Profiled it on C=2000, n=2000, with values and weights uniform randomly picked between 1 and 20000. It took ~1.16 seconds. Full profile attached below:
523,035,224 bytes allocated in the heap
598,289,064 bytes copied during GC
144,045,528 bytes maximum residency (4 sample(s))
662,056 bytes maximum slop
254 MiB total memory in use (0 MB lost due to fragmentation)
Tot time (elapsed) Avg pause Max pause
Gen 0 464 colls, 0 par 0.374s 0.394s 0.0008s 0.0196s
Gen 1 4 colls, 0 par 0.141s 0.202s 0.0505s 0.1067s
INIT time 0.000s ( 0.004s elapsed)
MUT time 0.651s ( 0.664s elapsed)
GC time 0.515s ( 0.596s elapsed)
EXIT time 0.000s ( 0.001s elapsed)
Total time 1.166s ( 1.265s elapsed)
%GC time 0.0% (0.0% elapsed)
Alloc rate 804,028,826 bytes per MUT second
Productivity 55.8% of total user, 52.5% of total elapsed
Just managed to get an accepted variant using IOUArray and IOArray. Also need to tweak the code to reduce the use of Lists as much as possible. Accepted with 1.61 seconds.
I tried STUArray/STArray early on and thought they would offer the same performance as IOUArray/IOArray. However, it turns out that even if STUArray/STArray based solution used less memory and time than functional Arrays, it still failed the last test file for TLE.
I saw the fastest accepted Haskell solution used only 0.38 second. I am curious what they did to make it that fast. My accepted code is attached below along with some profile info.
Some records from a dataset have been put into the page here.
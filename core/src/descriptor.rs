//! Explicit per-option metadata supplied by command authors.

use crate::types::{ChannelType, Choice, ChoiceValue, OptionKind, OptionValue, DEFAULT_DESCRIPTION};

/// Explicit metadata for one declared option.
///
/// Attached to a parameter through [`Param::with_option`](crate::Param::with_option)
/// or to a class attribute through
/// `ClassDefinition::option`. Every field except the description is
/// optional; absent fields are filled in by the option resolver from the
/// parameter's annotation and default.
///
/// # Examples
///
/// ```
/// use slash_schema_core::{OptionDescriptor, OptionKind};
///
/// let descriptor = OptionDescriptor::new("How many dice to roll")
///     .with_name("dice")
///     .with_kind(OptionKind::Integer)
///     .with_min_value(1.0)
///     .with_max_value(10.0)
///     .with_default(1);
///
/// assert_eq!(descriptor.name.as_deref(), Some("dice"));
/// assert_eq!(descriptor.required, None);
/// ```
#[derive(Debug, Clone, PartialEq)]
pub struct OptionDescriptor {
    /// Name override; defaults to the parameter name.
    pub name: Option<String>,
    /// Human-readable description.
    pub description: String,
    /// Kind override; defaults to the kind inferred from the annotation.
    pub kind_hint: Option<OptionKind>,
    /// Required override; defaults to "required iff no default".
    pub required: Option<bool>,
    /// Value bound when the option is not supplied.
    pub default: Option<OptionValue>,
    /// Fixed choices.
    pub choices: Vec<Choice>,
    /// Lower numeric bound.
    pub min_value: Option<f64>,
    /// Upper numeric bound.
    pub max_value: Option<f64>,
    /// Minimum string length.
    pub min_length: Option<u16>,
    /// Maximum string length.
    pub max_length: Option<u16>,
    /// Whether values come from autocomplete.
    pub autocomplete: bool,
    /// Channel type restriction.
    pub channel_types: Option<Vec<ChannelType>>,
}

impl Default for OptionDescriptor {
    fn default() -> Self {
        Self::new(DEFAULT_DESCRIPTION)
    }
}

impl OptionDescriptor {
    /// Creates a descriptor with only a description set.
    pub fn new(description: impl Into<String>) -> Self {
        Self {
            name: None,
            description: description.into(),
            kind_hint: None,
            required: None,
            default: None,
            choices: Vec::new(),
            min_value: None,
            max_value: None,
            min_length: None,
            max_length: None,
            autocomplete: false,
            channel_types: None,
        }
    }

    /// Overrides the option name.
    pub fn with_name(mut self, name: impl Into<String>) -> Self {
        self.name = Some(name.into());
        self
    }

    /// Overrides the option kind.
    pub fn with_kind(mut self, kind: OptionKind) -> Self {
        self.kind_hint = Some(kind);
        self
    }

    /// Sets requiredness explicitly.
    pub fn with_required(mut self, required: bool) -> Self {
        self.required = Some(required);
        self
    }

    /// Sets the default value.
    pub fn with_default(mut self, default: impl Into<OptionValue>) -> Self {
        self.default = Some(default.into());
        self
    }

    /// Appends a choice.
    pub fn with_choice(mut self, name: impl Into<String>, value: impl Into<ChoiceValue>) -> Self {
        self.choices.push(Choice::new(name, value));
        self
    }

    /// Appends several choices.
    pub fn with_choices(mut self, choices: impl IntoIterator<Item = Choice>) -> Self {
        self.choices.extend(choices);
        self
    }

    pub fn with_min_value(mut self, min: f64) -> Self {
        self.min_value = Some(min);
        self
    }

    pub fn with_max_value(mut self, max: f64) -> Self {
        self.max_value = Some(max);
        self
    }

    pub fn with_min_length(mut self, min: u16) -> Self {
        self.min_length = Some(min);
        self
    }

    pub fn with_max_length(mut self, max: u16) -> Self {
        self.max_length = Some(max);
        self
    }

    /// Marks the option as autocompleted.
    pub fn with_autocomplete(mut self) -> Self {
        self.autocomplete = true;
        self
    }

    /// Restricts a channel option to the given channel types.
    pub fn with_channel_types(mut self, types: impl IntoIterator<Item = ChannelType>) -> Self {
        self.channel_types = Some(types.into_iter().collect());
        self
    }
}
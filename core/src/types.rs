//! Schema type definitions for slash command structure modeling.
//!
//! This module defines the protocol-facing data model: option kinds, channel
//! types, choices, the native values bound at invocation time, and the
//! validated [`CanonicalOption`] / [`CommandSchema`] pair handed to the host
//! framework. The serialized shape follows the application-command JSON
//! format field for field.

use std::fmt;
use std::num::ParseIntError;
use std::str::FromStr;

use serde::{Deserialize, Serialize};

/// Version of the schema contract (semver).
///
/// Embedded in every [`SchemaPackage`](crate::SchemaPackage) to track
/// compatibility across schema versions.
pub const SCHEMA_CONTRACT_VERSION: &str = "1.0.0";

/// Protocol value of the `type` field for chat-input (slash) commands.
pub const CHAT_INPUT_COMMAND_TYPE: u8 = 1;

/// Maximum number of options a single command may declare.
pub const MAX_OPTIONS: usize = 25;

/// Maximum number of choices a single option may declare.
pub const MAX_CHOICES: usize = 25;

/// Maximum length, in characters, of command and option names.
pub const MAX_NAME_LENGTH: usize = 32;

/// Maximum length, in characters, of descriptions and choice names.
pub const MAX_DESCRIPTION_LENGTH: usize = 100;

/// Upper bound for `min_length` / `max_length` on string options.
pub const MAX_STRING_LENGTH: u16 = 6000;

/// Description used when the author does not supply one.
pub const DEFAULT_DESCRIPTION: &str = "No Description Set";

/// A 64-bit entity id.
///
/// Serialized as a decimal string; deserializes from either a string or an
/// integer.
///
/// # Examples
///
/// ```
/// use slash_schema_core::Snowflake;
///
/// let id: Snowflake = "80351110224678912".parse().unwrap();
/// assert_eq!(id, Snowflake(80351110224678912));
/// assert_eq!(serde_json::to_string(&id).unwrap(), "\"80351110224678912\"");
/// ```
#[derive(Debug, Clone, Copy, PartialEq, Eq, Hash, PartialOrd, Ord, Serialize, Deserialize)]
#[serde(try_from = "SnowflakeRaw", into = "String")]
pub struct Snowflake(pub u64);

#[derive(Deserialize)]
#[serde(untagged)]
enum SnowflakeRaw {
    Int(u64),
    Str(String),
}

impl TryFrom<SnowflakeRaw> for Snowflake {
    type Error = String;

    fn try_from(raw: SnowflakeRaw) -> Result<Self, Self::Error> {
        match raw {
            SnowflakeRaw::Int(id) => Ok(Snowflake(id)),
            SnowflakeRaw::Str(s) => s
                .parse()
                .map_err(|e| format!("invalid snowflake {s:?}: {e}")),
        }
    }
}

impl From<Snowflake> for String {
    fn from(id: Snowflake) -> Self {
        id.0.to_string()
    }
}

impl FromStr for Snowflake {
    type Err = ParseIntError;

    fn from_str(s: &str) -> Result<Self, Self::Err> {
        s.trim().parse().map(Snowflake)
    }
}

impl fmt::Display for Snowflake {
    fn fmt(&self, f: &mut fmt::Formatter<'_>) -> fmt::Result {
        write!(f, "{}", self.0)
    }
}

/// Protocol kind of a command option.
///
/// Serialized as the integer value the protocol uses. Sub-command and
/// sub-command-group kinds (1 and 2) are not option kinds and are rejected on
/// deserialization.
///
/// # Examples
///
/// ```
/// use slash_schema_core::OptionKind;
///
/// assert_eq!(u8::from(OptionKind::Integer), 4);
/// assert!(OptionKind::try_from(1u8).is_err());
/// assert!(OptionKind::Number.supports_choices());
/// assert!(!OptionKind::User.supports_choices());
/// ```
#[derive(Debug, Clone, Copy, PartialEq, Eq, Hash, Serialize, Deserialize)]
#[serde(try_from = "u8", into = "u8")]
pub enum OptionKind {
    /// Free text.
    String = 3,
    /// Signed integer.
    Integer = 4,
    /// `true` / `false`.
    Boolean = 5,
    /// A user (or guild member).
    User = 6,
    /// Any channel, optionally narrowed by channel types.
    Channel = 7,
    /// A guild role.
    Role = 8,
    /// A user or a role.
    Mentionable = 9,
    /// Double-precision number.
    Number = 10,
    /// An uploaded file.
    Attachment = 11,
}

impl OptionKind {
    /// Returns `true` for kinds that accept a fixed choice list.
    pub fn supports_choices(self) -> bool {
        matches!(self, Self::String | Self::Integer | Self::Number)
    }

    /// Returns `true` for kinds that can be autocompleted.
    pub fn supports_autocomplete(self) -> bool {
        self.supports_choices()
    }

    /// Returns `true` for kinds that accept `min_value` / `max_value`.
    pub fn is_numeric(self) -> bool {
        matches!(self, Self::Integer | Self::Number)
    }

    /// Returns `true` for kinds whose values are entity references.
    pub fn is_entity(self) -> bool {
        matches!(
            self,
            Self::User | Self::Channel | Self::Role | Self::Mentionable | Self::Attachment
        )
    }

    /// Lowercase name of the kind, as used in messages.
    pub fn as_str(self) -> &'static str {
        match self {
            Self::String => "string",
            Self::Integer => "integer",
            Self::Boolean => "boolean",
            Self::User => "user",
            Self::Channel => "channel",
            Self::Role => "role",
            Self::Mentionable => "mentionable",
            Self::Number => "number",
            Self::Attachment => "attachment",
        }
    }
}

impl fmt::Display for OptionKind {
    fn fmt(&self, f: &mut fmt::Formatter<'_>) -> fmt::Result {
        f.write_str(self.as_str())
    }
}
#[cfg(test)]
mod tests {
    use std::sync::atomic::{AtomicUsize, Ordering};
    use std::sync::Mutex;

    use slash_schema_core::{OptionKind, OptionValue, SchemaError};

    use super::*;

    #[derive(Default)]
    struct Greet {
        name: String,
        times: i64,
    }

    fn greet() -> ClassDefinition<Greet, (), String> {
        ClassDefinition::from_default("Greet")
            .option("name", OptionDescriptor::new("Who"), |g: &mut Greet, v: String| g.name = v)
            .attribute("cache")
            .option(
                "times",
                OptionDescriptor::new("How often").with_default(1),
                |g: &mut Greet, v: i64| g.times = v,
            )
            .callback(|g, _ctx| g.name.repeat(g.times as usize))
    }

    fn args(values: Vec<(&str, Option<OptionValue>)>) -> BoundArguments {
        BoundArguments::from_values(
            values
                .into_iter()
                .map(|(name, value)| (name.to_string(), value))
                .collect(),
        )
    }

    #[test]
    fn test_options_collected_in_declaration_order() {
        let adapter = transform(greet()).unwrap();
        let names: Vec<_> = adapter.parameters().iter().map(|p| p.name.as_str()).collect();
        assert_eq!(names, vec!["name", "times"]);
        assert_eq!(adapter.parameters()[1].position, 2);
    }

    #[test]
    fn test_missing_callback() {
        let definition = ClassDefinition::<Greet, (), ()>::from_default("Greet");
        assert_eq!(
            transform(definition).err(),
            Some(SchemaError::MissingCallback {
                class: "Greet".into(),
                method: "callback".into(),
            })
        );
    }

    #[test]
    fn test_failing_initializer_rejected_at_declaration() {
        let definition = ClassDefinition::<Greet, (), ()>::new("Greet", || Err("needs a database".into()))
            .callback(|_, _| ());
        assert!(matches!(
            transform(definition),
            Err(SchemaError::ClassInit { reason, .. }) if reason == "needs a database"
        ));
    }

    #[test]
    fn test_duplicate_attribute_rejected() {
        let definition = greet().attribute("name");
        assert!(matches!(
            transform(definition),
            Err(SchemaError::Signature(SignatureError::DuplicateParameter(name))) if name == "name"
        ));
    }

    #[test]
    fn test_invoke_assigns_values() {
        let adapter = transform(greet()).unwrap();
        let out = adapter
            .invoke(
                &(),
                &args(vec![
                    ("name", Some(OptionValue::String("ab".into()))),
                    ("times", Some(OptionValue::Integer(2))),
                ]),
            )
            .unwrap();
        assert_eq!(out, "abab");
    }

    #[test]
    fn test_fresh_instance_per_invocation() {
        let created = Arc::new(AtomicUsize::new(0));
        let counter = Arc::clone(&created);
        let definition = ClassDefinition::<Greet, (), ()>::new("Greet", move || {
            counter.fetch_add(1, Ordering::SeqCst);
            Ok(Greet::default())
        })
        .callback(|_, _| ());

        let adapter = transform(definition).unwrap();
        assert_eq!(created.load(Ordering::SeqCst), 1);

        adapter.invoke(&(), &args(vec![])).unwrap();
        adapter.invoke(&(), &args(vec![])).unwrap();
        assert_eq!(created.load(Ordering::SeqCst), 3);
    }

    #[test]
    fn test_hooks_run_around_callback() {
        let log = Arc::new(Mutex::new(Vec::new()));
        let (pre, main, post) = (Arc::clone(&log), Arc::clone(&log), Arc::clone(&log));

        let definition = ClassDefinition::<Greet, (), ()>::from_default("Greet")
            .pre_run_callback(move |_, _| pre.lock().unwrap().push("pre"))
            .callback(move |_, _| main.lock().unwrap().push("callback"))
            .post_run_callback(move |_, _| post.lock().unwrap().push("post"));

        transform(definition).unwrap().invoke(&(), &args(vec![])).unwrap();
        assert_eq!(*log.lock().unwrap(), vec!["pre", "callback", "post"]);
    }

    #[test]
    fn test_error_callback_sees_assignment_failure() {
        let seen = Arc::new(Mutex::new(Vec::new()));
        let sink = Arc::clone(&seen);
        let definition = greet().error_callback(move |g: Greet, _ctx: &(), err: &InvokeError| {
            sink.lock().unwrap().push((g.name, err.clone()));
        });

        let adapter = transform(definition).unwrap();
        let err = adapter
            .invoke(
                &(),
                &args(vec![
                    ("name", Some(OptionValue::Integer(5))),
                    ("times", Some(OptionValue::Integer(1))),
                ]),
            )
            .unwrap_err();

        assert!(matches!(err, InvokeError::Bind(BindError::Coercion { .. })));
        assert_eq!(*seen.lock().unwrap(), vec![(String::new(), err)]);
    }

    #[test]
    fn test_error_callback_not_run_on_success() {
        let calls = Arc::new(AtomicUsize::new(0));
        let counter = Arc::clone(&calls);
        let definition = greet().error_callback(move |_, _, _| {
            counter.fetch_add(1, Ordering::SeqCst);
        });

        let adapter = transform(definition).unwrap();
        assert!(adapter.has_error_callback());
        adapter
            .invoke(&(), &args(vec![("name", Some(OptionValue::String("a".into()))), ("times", None)]))
            .unwrap_err();
        adapter
            .invoke(
                &(),
                &args(vec![
                    ("name", Some(OptionValue::String("a".into()))),
                    ("times", Some(OptionValue::Integer(1))),
                ]),
            )
            .unwrap();
        assert_eq!(calls.load(Ordering::SeqCst), 1);
    }

    #[test]
    fn test_check_options_rejects_unholdable_kinds() {
        let definition = ClassDefinition::<Greet, (), ()>::from_default("Greet")
            .option(
                "times",
                OptionDescriptor::new("How often").with_kind(OptionKind::Number),
                |g: &mut Greet, v: i64| g.times = v,
            )
            .callback(|_, _| ());
        let adapter = transform(definition).unwrap();

        let number = CanonicalOption::new("times", OptionKind::Number, "How often");
        assert!(matches!(
            adapter.check_options(&[number]),
            Err(SchemaError::OptionConfig { option, .. }) if option == "times"
        ));

        let integer = CanonicalOption::new("times", OptionKind::Integer, "How often");
        assert!(adapter.check_options(&[integer]).is_ok());
    }

    #[test]
    fn test_check_options_rejects_absent_without_default() {
        let definition = ClassDefinition::<Greet, (), ()>::from_default("Greet")
            .option(
                "name",
                OptionDescriptor::new("Who").with_required(false),
                |g: &mut Greet, v: String| g.name = v,
            )
            .callback(|_, _| ());
        let adapter = transform(definition).unwrap();

        let optional = CanonicalOption::new("name", OptionKind::String, "Who").with_default(None);
        assert!(matches!(
            adapter.check_options(&[optional]),
            Err(SchemaError::OptionConfig { option, .. }) if option == "name"
        ));

        let defaulted = CanonicalOption::new("name", OptionKind::String, "Who")
            .with_default(Some("anon".into()));
        assert!(adapter.check_options(&[defaulted]).is_ok());
    }

    #[test]
    fn test_optional_setter_admits_absence() {
        let definition = ClassDefinition::<Greet, (), ()>::from_default("Greet")
            .option(
                "name",
                OptionDescriptor::new("Who").with_required(false),
                |g: &mut Greet, v: Option<String>| g.name = v.unwrap_or_default(),
            )
            .callback(|_, _| ());
        let adapter = transform(definition).unwrap();

        let optional = CanonicalOption::new("name", OptionKind::String, "Who").with_default(None);
        assert!(adapter.check_options(&[optional]).is_ok());
    }

    #[test]
    fn test_raw_value_setter_holds_any_kind() {
        let definition = ClassDefinition::<Greet, (), ()>::from_default("Greet")
            .option(
                "times",
                OptionDescriptor::new("How often").with_kind(OptionKind::Number),
                |g: &mut Greet, v: OptionValue| g.times = i64::from(v == OptionValue::Number(2.0)),
            )
            .callback(|_, _| ());
        let adapter = transform(definition).unwrap();

        let number = CanonicalOption::new("times", OptionKind::Number, "How often");
        assert!(adapter.check_options(&[number]).is_ok());
    }

    #[test]
    fn test_initializer_failure_at_invocation() {
        let calls = Arc::new(AtomicUsize::new(0));
        let counter = Arc::clone(&calls);
        let definition = ClassDefinition::<Greet, (), ()>::new("Greet", move || {
            if counter.fetch_add(1, Ordering::SeqCst) == 0 {
                Ok(Greet::default())
            } else {
                Err("gone".into())
            }
        })
        .callback(|_, _| ());

        let adapter = transform(definition).unwrap();
        assert_eq!(
            adapter.invoke(&(), &args(vec![])),
            Err(InvokeError::ClassInit {
                class: "Greet".into(),
                reason: "gone".into(),
            })
        );
    }
}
Any ideas to further improve its performance are welcome.
{-# Language OverloadedStrings #-}
import Control.Arrow ((>>>))
import Control.Monad
import Data.List (intercalate)
import Data.Array.IO
import Data.Maybe
import qualified Data.ByteString.Lazy.Char8 as C
main = do
inStr <- C.getContents
solveCases $ (C.words >>> fmap readInt) inStr
where readInt = C.readInt >>> fromJust >>> fst
solveCases :: [Int] -> IO ()
solveCases [] = return ()
solveCases (c:n:os) = do
objs <- newArray (1, n) (0,0)
os' <- fillObj objs n os
table <- buildTable objs
indices <- recover table objs n c []
putStrLn $ show $ length indices
putStrLn $ intercalate " " $ show <$> indices
solveCases os'
where
recover :: IOUArray (Int, Int) Int ->
IOArray Int (Int, Int) ->
Int -> Int -> [Int] -> IO [Int]
recover table objs i j rs = do
v <- readArray table (i, j)
if (v == 0)
then return rs
else do
v' <- readArray table (i-1, j)
if (v == v')
then recover table objs (i-1) j rs
else do
(_, wi) <- readArray objs i
recover table objs (i-1) (j-wi) ((i-1):rs)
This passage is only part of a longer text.